New Delhi: The directorate general of hydrocarbons (DGH) has expressed concern on the sale of condensate from Reliance Industries Ltd’s (RIL) lucrative D6 block in the Krishna-Godavari basin to the company’s own refinery in Jamnagar.
The development may bring further trouble for the Mukesh Ambani-promoted company that is already under the lens for alleged irregularities in its development of the D6 block.
DGH’s opinion was sought by the ministry of petroleum and natural gas after state-owned Hindustan Petroleum Corp. Ltd (HPCL) complained to its parent ministry about the manner in which RIL had called for bids for sale of the condensate around three months back, and then awarded them. HPCL and RIL’s Jamnagar refinery participated in the bid. The latter won the bid.
Mukesh Ambani, chairman, Reliance Industries Ltd. Photo: Bloomberg
Even as it sought DGH’s opinion, the ministry also asked the petroleum planning and analysis cell to estimate the fair price for the condensate, of which an estimated 10,000 tonnes a month is being produced. The condensate can be distilled to obtain petroleum products such as petrol.
According to the production-sharing contract signed between RIL and the government for the offshore block, any such sale and the price at which the sale is made requires government approval and needs to be at arm’s length (which means that even if the sale is made to an associate firm, it is on terms similar to a sale to an unrelated entity).
“The production-sharing contract has clearly defined provisions for pricing of crude and condensate. These provisions state that in the event sales are to be made to an affiliate, the parties to the contract have to agree on a price which is internationally competitive and reflects fair market value,” said Gokul Chaudhri, partner at BMR Advisors, a tax advisory firm.
Watch a video
Mint’s Utpal Bhaskar says the DGH is concerned about the pricing of hydrocarbons that RIL sold from its D6 block.
to its own refinery.
“The guy who is the producer is selling to his own company. How can it be at arm’s length?” said an HPCL executive, who did not want to be identified.

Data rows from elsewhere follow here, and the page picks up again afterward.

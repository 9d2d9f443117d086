//! `dockmachine` application entry point.
//!
//! This binary resolves the Docker connection for a local or remote daemon and
//! prints the environment a `docker-compose` process needs. It uses `eyre` for
//! opaque error handling at the application boundary, converting
//! domain-specific errors into human-readable reports.
//!
//! Configuration is loaded with layered precedence via `OrthoConfig`:
//! 1. Application defaults
//! 2. Configuration file (`~/.config/dockmachine/config.toml` or path from `DOCKMACHINE_CONFIG_PATH`)
//! 3. Environment variables (`DOCKMACHINE_*`)
//! 4. Command-line arguments

use clap::Parser;
use dockmachine::api::{additional_environment, render_exports, resolve_local, resolve_remote};
use dockmachine::config::{AppConfig, Cli, Commands, load_config};
use dockmachine::environment::process_environment;
use dockmachine::error::Result as DockMachineResult;
use eyre::{Report, Result as EyreResult};
use mockable::DefaultEnv;
use tracing::{debug, warn};
use tracing_subscriber::{EnvFilter, fmt};

/// Application entry point.
///
/// Initializes logging, loads configuration with layered precedence via
/// `OrthoConfig`, then dispatches to the appropriate subcommand handler.
fn main() -> EyreResult<()> {
    let cli = Cli::parse();
    init_tracing(cli.verbose);
    debug!(?cli, "parsed command line");

    let env = DefaultEnv::new();
    let config = load_config(&cli, &env).map_err(Report::from)?;

    let output = run(&cli, &config)
        .inspect_err(|error| warn!(%error, "docker machine resolution failed"))
        .map_err(Report::from)?;
    emit(&output);
    Ok(())
}

/// Installs a stderr subscriber. `RUST_LOG` overrides the `-v` level.
fn init_tracing(verbosity: u8) {
    let level = match verbosity {
        0 => "warn",
        1 => "info",
        2 => "debug",
        _ => "trace",
    };
    let filter = EnvFilter::try_from_default_env().unwrap_or_else(|_| EnvFilter::new(level));
    fmt::Subscriber::builder()
        .with_env_filter(filter)
        .with_writer(std::io::stderr)
        .with_target(false)
        .compact()
        .init();
}

/// Execute the CLI command, returning domain-specific errors.
///
/// Keeps semantic errors inside the run loop so the CLI boundary owns
/// conversion to `eyre::Report`.
fn run(cli: &Cli, config: &AppConfig) -> DockMachineResult<String> {
    let (Commands::Local(args) | Commands::Remote(args)) = &cli.command;
    let additions = additional_environment(config, args.env.iter().cloned());

    let machine = match &cli.command {
        Commands::Local(_) => resolve_local(config, process_environment(), additions.clone())?,
        Commands::Remote(_) => resolve_remote(config, additions.clone())?,
    };

    if args.ip_only {
        Ok(format!("{}\n", machine.ip()))
    } else {
        Ok(render_exports(&machine, &config.variables, &additions))
    }
}

/// Writes command output to stdout.
#[expect(clippy::print_stdout, reason = "CLI output is the intended behaviour")]
fn emit(output: &str) {
    print!("{output}");
}
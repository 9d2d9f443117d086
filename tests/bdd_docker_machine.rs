//! Behavioural tests for Docker machine resolution.

mod bdd_docker_machine_helpers;

use bdd_docker_machine_helpers::{MachineState, machine_state};
use rstest_bdd_macros::scenario;

#[scenario(
    path = "tests/features/docker_machine.feature",
    name = "Empty environment resolves to the local daemon"
)]
fn empty_environment_resolves_to_the_local_daemon(machine_state: MachineState) {
    let _ = machine_state;
}

#[scenario(
    path = "tests/features/docker_machine.feature",
    name = "Local socket resolves to the local daemon"
)]
fn local_socket_resolves_to_the_local_daemon(machine_state: MachineState) {
    let _ = machine_state;
}

#[scenario(
    path = "tests/features/docker_machine.feature",
    name = "docker-machine environment resolves to the remote host"
)]
fn docker_machine_environment_resolves_to_the_remote_host(machine_state: MachineState) {
    let _ = machine_state;
}

#[scenario(
    path = "tests/features/docker_machine.feature",
    name = "Daemon mode rejects TLS variables"
)]
fn daemon_mode_rejects_tls_variables(machine_state: MachineState) {
    let _ = machine_state;
}

#[scenario(
    path = "tests/features/docker_machine.feature",
    name = "Daemon mode rejects a remote host"
)]
fn daemon_mode_rejects_a_remote_host(machine_state: MachineState) {
    let _ = machine_state;
}

#[scenario(
    path = "tests/features/docker_machine.feature",
    name = "Remote mode requires a certificate path when TLS is enabled"
)]
fn remote_mode_requires_a_certificate_path_when_tls_is_enabled(machine_state: MachineState) {
    let _ = machine_state;
}

#[scenario(
    path = "tests/features/docker_machine.feature",
    name = "Additional variables override the process environment"
)]
fn additional_variables_override_the_process_environment(machine_state: MachineState) {
    let _ = machine_state;
}

#[scenario(
    path = "tests/features/docker_machine.feature",
    name = "Additional variables may not redefine the daemon host"
)]
fn additional_variables_may_not_redefine_the_daemon_host(machine_state: MachineState) {
    let _ = machine_state;
}

#[scenario(
    path = "tests/features/docker_machine.feature",
    name = "Remote machine with TLS"
)]
fn remote_machine_with_tls(machine_state: MachineState) {
    let _ = machine_state;
}

#[scenario(
    path = "tests/features/docker_machine.feature",
    name = "Remote machine without TLS"
)]
fn remote_machine_without_tls(machine_state: MachineState) {
    let _ = machine_state;
}

#[scenario(
    path = "tests/features/docker_machine.feature",
    name = "Remote machine requires a host"
)]
fn remote_machine_requires_a_host(machine_state: MachineState) {
    let _ = machine_state;
}

#[scenario(
    path = "tests/features/docker_machine.feature",
    name = "Remote machine rejects socket addresses"
)]
fn remote_machine_rejects_socket_addresses(machine_state: MachineState) {
    let _ = machine_state;
}

#[scenario(
    path = "tests/features/docker_machine.feature",
    name = "Remote machine drops user information from the host"
)]
fn remote_machine_drops_user_information_from_the_host(machine_state: MachineState) {
    let _ = machine_state;
}
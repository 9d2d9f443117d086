//! Configuration data types for dockmachine.

use ortho_config::{OrthoConfig, OrthoResult, PostMergeContext, PostMergeHook};
use serde::{Deserialize, Serialize};

use crate::environment::{DockerType, EnvironmentMap, VariableNames};

/// Root application configuration.
///
/// This structure is loaded from configuration files, environment variables,
/// and command-line arguments with layered precedence. The precedence order
/// (lowest to highest) is: defaults, configuration file, environment variables,
/// command-line arguments.
///
/// Configuration files are discovered in this order:
/// 1. Path specified via `DOCKMACHINE_CONFIG_PATH` environment variable
/// 2. `.dockmachine.toml` in the current working directory
/// 3. `.dockmachine.toml` in the home directory
/// 4. `~/.config/dockmachine/config.toml` (XDG default)
#[derive(Debug, Clone, Default, Deserialize, Serialize, OrthoConfig)]
#[ortho_config(
    prefix = "DOCKMACHINE",
    post_merge_hook,
    discovery(
        app_name = "dockmachine",
        env_var = "DOCKMACHINE_CONFIG_PATH",
        config_file_name = "config.toml",
        dotfile_name = ".dockmachine.toml",
        config_cli_long = "config",
        config_cli_visible = true,
    )
)]
pub struct AppConfig {
    /// Address of a remote daemon, e.g. `tcp://10.0.0.5:2376`.
    pub docker_host: Option<String>,

    /// Directory holding the TLS client certificates of a remote daemon.
    pub tls_cert_path: Option<String>,

    /// Connection mode of the local machine; detected when unset.
    #[serde(default)]
    #[ortho_config(skip_cli)]
    pub docker_type: Option<DockerType>,

    /// Names of the connection variables.
    #[serde(default)]
    #[ortho_config(skip_cli)]
    pub variables: VariableNames,

    /// Additional variables passed to every launched process.
    #[serde(default)]
    #[ortho_config(skip_cli)]
    pub environment: EnvironmentMap,
}

impl PostMergeHook for AppConfig {
    fn post_merge(&mut self, _ctx: &PostMergeContext) -> OrthoResult<()> {
        // Blank values from any layer mean "not configured".
        self.docker_host = self.docker_host.take().filter(|host| !host.trim().is_empty());
        self.tls_cert_path = self.tls_cert_path.take().filter(|path| !path.trim().is_empty());
        Ok(())
    }
}
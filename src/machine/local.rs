//! Builder for a daemon configured in the calling process's environment.

use tracing::debug;

use super::DockerMachine;
use crate::environment::validation::validate_additional_environment;
use crate::environment::{DockerType, EnvironmentMap, HostIpResolver, VariableNames, merge};
use crate::error::Result;

/// Builds a [`DockerMachine`] from a snapshot of the ambient environment.
///
/// The snapshot is taken once, when the builder is created, so later changes
/// to the process environment never leak into a build. The connection mode
/// and its host IP resolver are fixed at the same moment.
#[derive(Debug, Clone)]
pub struct LocalBuilder {
    docker_type: DockerType,
    resolver: &'static dyn HostIpResolver,
    names: VariableNames,
    system_environment: EnvironmentMap,
    additional_environment: EnvironmentMap,
}

impl LocalBuilder {
    /// Creates a builder over an explicit environment snapshot.
    #[must_use]
    pub fn new(docker_type: DockerType, system_environment: EnvironmentMap) -> Self {
        Self {
            docker_type,
            resolver: docker_type.host_ip_resolver(),
            names: VariableNames::default(),
            system_environment,
            additional_environment: EnvironmentMap::new(),
        }
    }

    /// Snapshots `environment` and creates a builder over it.
    ///
    /// When `docker_type` is `None` the mode is detected from the snapshot
    /// using `names`.
    #[must_use]
    pub fn from_env<I>(
        environment: I,
        docker_type: Option<DockerType>,
        names: VariableNames,
    ) -> Self
    where
        I: IntoIterator<Item = (String, String)>,
    {
        let snapshot: EnvironmentMap = environment.into_iter().collect();
        let selected = docker_type.unwrap_or_else(|| DockerType::detect(&snapshot, &names));
        Self::new(selected, snapshot).with_variable_names(names)
    }

    /// Uses `names` to look up the connection variables.
    #[must_use]
    pub fn with_variable_names(mut self, names: VariableNames) -> Self {
        self.names = names;
        self
    }

    /// Adds a single variable to the additional environment.
    #[must_use]
    pub fn with_additional_environment_variable(
        mut self,
        key: impl Into<String>,
        value: impl Into<String>,
    ) -> Self {
        self.additional_environment.insert(key.into(), value.into());
        self
    }

    /// Replaces the additional environment with `environment`.
    ///
    /// An empty iterator clears every previously added variable.
    #[must_use]
    pub fn with_environment<I, K, V>(mut self, environment: I) -> Self
    where
        I: IntoIterator<Item = (K, V)>,
        K: Into<String>,
        V: Into<String>,
    {
        self.additional_environment = environment
            .into_iter()
            .map(|(key, value)| (key.into(), value.into()))
            .collect();
        self
    }

    /// Returns the connection mode fixed when the builder was created.
    #[must_use]
    pub const fn docker_type(&self) -> DockerType {
        self.docker_type
    }

    /// Validates the snapshot and additions, resolves the host IP and merges
    /// the environments.
    ///
    /// Building does not consume the builder; repeated builds over unchanged
    /// inputs produce equal machines.
    ///
    /// # Errors
    ///
    /// Returns [`crate::error::ConfigError::InvalidValue`] when the variable
    /// names are blank or collide, a validation error when the snapshot
    /// breaks the mode's rules or the additions redefine a connection
    /// variable, and a resolution error when the daemon address is malformed
    /// for the mode.
    pub fn build(&self) -> Result<DockerMachine> {
        self.names.validate()?;
        self.docker_type
            .validate(&self.system_environment, &self.names)?;

        let docker_host = self.names.host_in(&self.system_environment);
        let host_ip = self.resolver.resolve_ip(docker_host)?;

        validate_additional_environment(&self.additional_environment, &self.names)?;
        let environment = merge(&self.system_environment, &self.additional_environment);

        debug!(
            docker_type = %self.docker_type,
            host_ip = %host_ip,
            additional_variables = self.additional_environment.len(),
            "resolved local docker machine"
        );
        Ok(DockerMachine::new(host_ip, environment))
    }
}
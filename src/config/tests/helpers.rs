//! Shared fixtures and helper functions for config tests.

use crate::config::AppConfig;
use ortho_config::MergeComposer;
use rstest::fixture;
use std::sync::Arc;

/// Fixture providing an `AppConfig` parsed from a full TOML example.
#[fixture]
pub fn app_config_from_full_toml() -> AppConfig {
    let toml = r#"
        docker_type = "remote"
        docker_host = "tcp://10.0.0.5:2376"
        tls_cert_path = "/home/dev/.docker/certs"

        [variables]
        host = "ENGINE_HOST"
        tls_verify = "ENGINE_TLS_VERIFY"
        cert_path = "ENGINE_CERT_PATH"

        [environment]
        COMPOSE_PROJECT_NAME = "demo"
        COMPOSE_HTTP_TIMEOUT = "120"
    "#;

    toml::from_str(toml).expect("TOML parsing should succeed")
}

/// Fixture providing an `AppConfig` parsed from a minimal TOML example.
#[fixture]
pub fn app_config_from_partial_toml() -> AppConfig {
    let toml = r#"
        docker_host = "tcp://10.0.0.5:2375"

        [variables]
        host = "ENGINE_HOST"
    "#;

    toml::from_str(toml).expect("TOML parsing should succeed")
}

/// Helper: Creates a `MergeComposer` with defaults layer already pushed.
pub fn create_composer_with_defaults() -> Result<MergeComposer, serde_json::Error> {
    let mut composer = MergeComposer::new();
    let defaults = ortho_config::serde_json::to_value(AppConfig::default())?;
    composer.push_defaults(defaults);
    Ok(composer)
}

/// Helper: Merges layers from a composer into `AppConfig`.
pub fn merge_config(composer: MergeComposer) -> Result<AppConfig, Arc<ortho_config::OrthoError>> {
    AppConfig::merge_from_layers(composer.layers())
}

/// Helper: Asserts that a config has all default values.
pub fn assert_config_has_defaults(config: &AppConfig) {
    assert!(config.docker_host.is_none(), "docker_host should be None");
    assert!(config.tls_cert_path.is_none(), "tls_cert_path should be None");
    assert!(config.docker_type.is_none(), "docker_type should be None");
    assert_eq!(
        config.variables.host, "DOCKER_HOST",
        "variables.host should be DOCKER_HOST"
    );
    assert_eq!(
        config.variables.tls_verify, "DOCKER_TLS_VERIFY",
        "variables.tls_verify should be DOCKER_TLS_VERIFY"
    );
    assert_eq!(
        config.variables.cert_path, "DOCKER_CERT_PATH",
        "variables.cert_path should be DOCKER_CERT_PATH"
    );
    assert!(config.environment.is_empty(), "environment should be empty");
}

/// Helper: Creates a `MergeComposer` with defaults, file, and env layers for testing layer precedence.
pub fn create_composer_with_file_and_env() -> Result<MergeComposer, serde_json::Error> {
    use ortho_config::serde_json::json;

    let mut composer = create_composer_with_defaults()?;

    composer.push_file(
        json!({
            "docker_host": "tcp://file:2376",
            "tls_cert_path": "/file/certs"
        }),
        None,
    );

    composer.push_environment(json!({
        "docker_host": "tcp://env:2376"
    }));

    Ok(composer)
}
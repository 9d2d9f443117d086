//! Builder for a daemon reached over the network.

use tracing::debug;

use super::DockerMachine;
use crate::environment::validation::validate_additional_environment;
use crate::environment::{
    DockerType, EnvironmentMap, HostIpResolver, RemoteHostIpResolver, VariableNames, merge,
};
use crate::error::Result;

/// Value written to the TLS verification variable by [`RemoteBuilder::with_tls`].
const TLS_VERIFY_ENABLED: &str = "1";

/// Builds a [`DockerMachine`] for a remote daemon.
///
/// The TLS verification flag and certificate path are held as one setting so
/// they are always added and removed together.
#[derive(Debug, Clone, Default)]
pub struct RemoteBuilder {
    names: VariableNames,
    host: Option<String>,
    tls_cert_path: Option<String>,
    additional_environment: EnvironmentMap,
}

impl RemoteBuilder {
    /// Creates an empty builder.
    #[must_use]
    pub fn new() -> Self {
        Self::default()
    }

    /// Uses `names` for the connection variables written by this builder.
    #[must_use]
    pub fn with_variable_names(mut self, names: VariableNames) -> Self {
        self.names = names;
        self
    }

    /// Sets the daemon address, e.g. `tcp://10.0.0.5:2376`.
    #[must_use]
    pub fn host(mut self, hostname: impl Into<String>) -> Self {
        self.host = Some(hostname.into());
        self
    }

    /// Enables TLS verification using the certificates in `cert_path`.
    #[must_use]
    pub fn with_tls(mut self, cert_path: impl Into<String>) -> Self {
        self.tls_cert_path = Some(cert_path.into());
        self
    }

    /// Removes the TLS verification flag and certificate path.
    #[must_use]
    pub fn without_tls(mut self) -> Self {
        self.tls_cert_path = None;
        self
    }

    /// Adds a single variable to the additional environment.
    #[must_use]
    pub fn with_additional_environment_variable(
        mut self,
        key: impl Into<String>,
        value: impl Into<String>,
    ) -> Self {
        self.additional_environment.insert(key.into(), value.into());
        self
    }

    /// Replaces the additional environment with `environment`.
    ///
    /// An empty iterator clears every previously added variable.
    #[must_use]
    pub fn with_environment<I, K, V>(mut self, environment: I) -> Self
    where
        I: IntoIterator<Item = (K, V)>,
        K: Into<String>,
        V: Into<String>,
    {
        self.additional_environment = environment
            .into_iter()
            .map(|(key, value)| (key.into(), value.into()))
            .collect();
        self
    }

    /// Returns the connection variables accumulated so far.
    #[must_use]
    pub fn docker_environment(&self) -> EnvironmentMap {
        let mut environment = EnvironmentMap::new();
        if let Some(host) = &self.host {
            environment.insert(self.names.host.clone(), host.clone());
        }
        if let Some(cert_path) = &self.tls_cert_path {
            environment.insert(
                self.names.tls_verify.clone(),
                String::from(TLS_VERIFY_ENABLED),
            );
            environment.insert(self.names.cert_path.clone(), cert_path.clone());
        }
        environment
    }

    /// Validates the connection variables and additions, resolves the host
    /// IP and merges the environments.
    ///
    /// # Errors
    ///
    /// Returns [`crate::error::ConfigError::InvalidValue`] when the variable
    /// names are blank or collide, a validation error when the daemon address
    /// is missing or the additions redefine a connection variable, and a
    /// resolution error when no host can be extracted from the daemon
    /// address.
    pub fn build(&self) -> Result<DockerMachine> {
        self.names.validate()?;
        let docker_environment = self.docker_environment();
        DockerType::Remote.validate(&docker_environment, &self.names)?;
        validate_additional_environment(&self.additional_environment, &self.names)?;

        let docker_host = self.names.host_in(&docker_environment);
        let host_ip = RemoteHostIpResolver.resolve_ip(docker_host)?;

        let environment = merge(&docker_environment, &self.additional_environment);

        debug!(
            host_ip = %host_ip,
            tls = self.tls_cert_path.is_some(),
            additional_variables = self.additional_environment.len(),
            "resolved remote docker machine"
        );
        Ok(DockerMachine::new(host_ip, environment))
    }
}
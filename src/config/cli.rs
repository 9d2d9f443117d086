//! Command-line argument definitions for dockmachine.

use camino::Utf8PathBuf;
use clap::{ArgAction, Parser, Subcommand};

use crate::environment::DockerType;

/// Command-line interface for dockmachine.
#[derive(Debug, Parser)]
#[command(name = "dockmachine")]
#[command(
    author,
    version,
    about = "Resolve the docker-compose environment for a local or remote Docker daemon"
)]
pub struct Cli {
    /// Subcommand to execute.
    #[command(subcommand)]
    pub command: Commands,

    /// Path to configuration file.
    #[arg(long, global = true)]
    pub config: Option<Utf8PathBuf>,

    /// Connection mode of the local machine (detected when omitted).
    #[arg(long, global = true, value_enum)]
    pub docker_type: Option<DockerType>,

    /// Address of the remote daemon.
    #[arg(long, global = true)]
    pub docker_host: Option<String>,

    /// Directory holding the TLS client certificates of the remote daemon.
    #[arg(long, global = true)]
    pub tls_cert_path: Option<String>,

    /// Increase log verbosity (-v info, -vv debug, -vvv trace).
    #[arg(short, long, global = true, action = ArgAction::Count)]
    pub verbose: u8,
}

/// Available subcommands.
#[derive(Debug, Subcommand)]
pub enum Commands {
    /// Resolve the daemon configured in the current environment.
    Local(EnvArgs),

    /// Resolve a remote daemon from `--docker-host` and `--tls-cert-path`.
    Remote(EnvArgs),
}

/// Arguments shared by the `local` and `remote` subcommands.
#[derive(Debug, Default, Parser)]
pub struct EnvArgs {
    /// Additional variable for the launched process, as `KEY=VALUE`.
    #[arg(short = 'e', long = "env", value_name = "KEY=VALUE", value_parser = parse_key_value)]
    pub env: Vec<(String, String)>,

    /// Print only the resolved host IP.
    #[arg(long)]
    pub ip_only: bool,
}

/// Parses a `KEY=VALUE` pair; the value may itself contain `=`.
fn parse_key_value(raw: &str) -> Result<(String, String), String> {
    match raw.split_once('=') {
        Some((key, value)) if !key.is_empty() => Ok((key.to_owned(), value.to_owned())),
        _ => Err(format!("expected KEY=VALUE, got '{raw}'")),
    }
}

In a communication dated 24 October to the petroleum ministry, and reviewed by Mint, DGH states: “The pricing and sale of condensate is approved by the government of India as required under article 19.4, 19.5 and 19.9 of the production-sharing contract... Sale of condensate by the joint venture to RIL’s Jamnagar refinery is not at arm’s length... Pricing of condensate at a price much less than the price of Brent is an issue pointed out in the meeting taken by the additional secretary (of the ministry) on 16 August.”
The letter refers to the meeting attended by the officials from the ministry, DGH, petroleum planning and analysis cell, and HPCL.
DGH added that because “issues involving mode of transport, sale of condensate, pricing” were beyond its purview, the ministry needs to “take a suitable view on these issues”.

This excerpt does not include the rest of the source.